Speaking in Port Harcourt, the South-South Zonal Vice President of SSANU, Azuma Cheta, addressing pressmen, regretted that universities in the South-South region were poorly funded, adding that some of the states had not implemented minimum wage for the workers.

Cheta said: “Secondly, we have also seen that the issue of the minimum wage is still living with us. The minimum wage is an act of law in Nigeria. The Federal Government should be upright enough to make laws and implement their laws to the letter.

“The state universities in the zone are worse. For instance, the Rivers State Government has not paid minimum wage to any of the tertiary institutions that the state owns.

“Ekpoma has not paid its workers for three months now. Cross River State University of Science and Technology has not paid its workers for the past three months.

“We have seen situations where these universities are poorly funded and workers exposed to different dangers like Covid-19. We are saying no to such pitiable situation they want to subject us to.”

Cheta stated that the unions want a good university system that would bring the best out of students, regretting that the government was trying to creating a dichotomy that would affect the education system.

“We want a university system that will bring the best out of our children. Because all of us seated here are in one way or the other affected. Worse still is the dichotomy they are trying to create.

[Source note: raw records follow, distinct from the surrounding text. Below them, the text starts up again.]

//! External emulation runtime boundary.
//!
//! This file defines the four calls the network-emulation runtime exposes
//! to this compiler. Namespace creation, virtual interfaces, address
//! enforcement, and forwarding toggles all live behind this trait; the
//! compiler only decides what to call and in which order.

use std::net::Ipv4Addr;

use ipnet::Ipv4Net;
use serde::{Deserialize, Serialize};

/// Opaque failure propagated unchanged from the external runtime. The
/// caller owns the lifecycle of the emulation session; nothing here is
/// retried.
#[derive(Debug, thiserror::Error)]
#[error("emulation runtime failure: {0}")]
pub struct RuntimeError(#[from] pub Box<dyn std::error::Error + Send + Sync>);

impl RuntimeError {
    pub fn message(msg: impl Into<String>) -> Self {
        RuntimeError(msg.into().into())
    }
}

/// One node attachment handed to `create_segment`.
#[derive(Debug, Clone, PartialEq, Eq, Serialize, Deserialize)]
pub struct SegmentAttachment {
    pub node: String,
    pub interface: String,
    pub addr: Ipv4Net,
}

/// The operations of the external network-emulation runtime.
///
/// Implementations decide what a call means (live namespaces, a recorded
/// plan, a test probe); the adapter guarantees dependency order between
/// them.
pub trait EmulationRuntime {
    fn create_node(&mut self, name: &str) -> Result<(), RuntimeError>;

    fn set_forwarding(&mut self, node: &str, enabled: bool) -> Result<(), RuntimeError>;

    #[allow(clippy::too_many_arguments)]
    fn create_link(
        &mut self,
        a: &str,
        iface_a: &str,
        addr_a: Ipv4Net,
        b: &str,
        iface_b: &str,
        addr_b: Ipv4Net,
    ) -> Result<(), RuntimeError>;

    fn create_segment(
        &mut self,
        name: &str,
        members: &[SegmentAttachment],
    ) -> Result<(), RuntimeError>;

    fn apply_route(
        &mut self,
        node: &str,
        destination: Ipv4Net,
        via: Ipv4Addr,
        out_interface: &str,
    ) -> Result<(), RuntimeError>;
}
//! Route compilation module.
//!
//! This module contains the static route compiler and the forwarding
//! verification helpers used to check its output.

pub mod compiler;
pub mod verify;

// Re-export key types and functions for easier access
pub use compiler::{compile_routes, CompileError, RouteMap};
pub use verify::{diameter, trace_path, VerifyError};
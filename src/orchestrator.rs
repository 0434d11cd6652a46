//! Compilation orchestrator.
//!
//! This module coordinates the overall flow from shape descriptor through
//! address allocation, route compilation, and plan emission, and writes
//! the handoff artifacts the CLI produces for the emulation runtime.

use std::fs;
use std::path::Path;

use color_eyre::eyre::WrapErr;
use color_eyre::Result;
use log::info;

use crate::emulation::{materialize, AddressRegistry, EmulationPlan, PlanRecorder};
use crate::ip::allocate;
use crate::routes::{compile_routes, RouteMap};
use crate::shape::{AddressScheme, ShapeDescriptor};
use crate::topology::Topology;

/// File names written into the output directory
pub const PLAN_FILE: &str = "emulation_plan.yaml";
pub const REGISTRY_FILE: &str = "address_registry.json";

/// Allocate addresses for `shape` and compile every routing table.
pub fn compile_shape(
    shape: &ShapeDescriptor,
    scheme: &AddressScheme,
) -> Result<(Topology, RouteMap)> {
    let topology = allocate(shape, scheme).wrap_err("address allocation failed")?;
    info!(
        "Topology model frozen: {} nodes, {} links, {} segments, {} subnets",
        topology.node_count(),
        topology.links().len(),
        topology.segments().len(),
        topology.subnets().len()
    );

    let tables = compile_routes(&topology).wrap_err("route compilation failed")?;
    let total: usize = tables.values().map(Vec::len).sum();
    info!("Compiled {} routes across {} nodes", total, tables.len());
    Ok((topology, tables))
}

/// Compile `shape` and record the full runtime call sequence.
pub fn generate_plan(
    shape: &ShapeDescriptor,
    scheme: &AddressScheme,
) -> Result<(EmulationPlan, AddressRegistry)> {
    let (topology, tables) = compile_shape(shape, scheme)?;

    let mut recorder = PlanRecorder::new();
    materialize(&topology, &tables, &mut recorder).wrap_err("plan recording failed")?;
    let plan = recorder.into_plan();
    info!("Recorded emulation plan with {} steps", plan.steps.len());

    Ok((plan, AddressRegistry::from_topology(&topology)))
}

/// Write the plan YAML and address registry JSON into `output_dir`.
pub fn write_outputs(
    plan: &EmulationPlan,
    registry: &AddressRegistry,
    output_dir: &Path,
) -> Result<()> {
    fs::create_dir_all(output_dir).wrap_err_with(|| {
        format!("Failed to create output directory '{}'", output_dir.display())
    })?;

    let plan_path = output_dir.join(PLAN_FILE);
    let yaml = serde_yaml::to_string(plan).wrap_err("Failed to serialize emulation plan")?;
    fs::write(&plan_path, yaml)
        .wrap_err_with(|| format!("Failed to write '{}'", plan_path.display()))?;

    let registry_path = output_dir.join(REGISTRY_FILE);
    let json =
        serde_json::to_string_pretty(registry).wrap_err("Failed to serialize address registry")?;
    fs::write(&registry_path, json)
        .wrap_err_with(|| format!("Failed to write '{}'", registry_path.display()))?;

    info!("Generated emulation plan: {:?}", plan_path);
    info!("Generated address registry: {:?}", registry_path);
    Ok(())
}

#[cfg(test)]
mod tests {
    use super::*;

    #[test]
    fn test_compile_shape_end_to_end() {
        let (topology, tables) = compile_shape(
            &ShapeDescriptor::LinearChain { length: 5 },
            &AddressScheme::default(),
        )
        .unwrap();
        assert_eq!(topology.node_count(), 11);
        assert_eq!(tables.len(), 11);
    }

    #[test]
    fn test_generate_plan_is_deterministic() {
        let shape = ShapeDescriptor::dual_router_star(&[3, 4, 3, 4]);
        let scheme = AddressScheme::default();
        let (first, _) = generate_plan(&shape, &scheme).unwrap();
        let (second, _) = generate_plan(&shape, &scheme).unwrap();
        assert_eq!(
            serde_yaml::to_string(&first).unwrap(),
            serde_yaml::to_string(&second).unwrap()
        );
    }
}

“We are saying no to the kind of divide-and-rule system they are trying to create in the university system. We are pressing home that on October 20, 2020, our joint unions had a memorandum of understanding with the federal government, midwifed by the Minister of Labour and Minister of Education.

“Worse still is the earn allowance issue where we were told 30 billion Naira was released and out of it, 75% of the money has been appropriated to a particular union and 25% all other unions should share.

“This will cause disunity among the various unions on campus. We all know that bursary of the university has the record of what each and every one of us earns as earned allowances.

“So we are saying that the various university bursary should be allowed to work out what each and every worker merits as earn allowance.”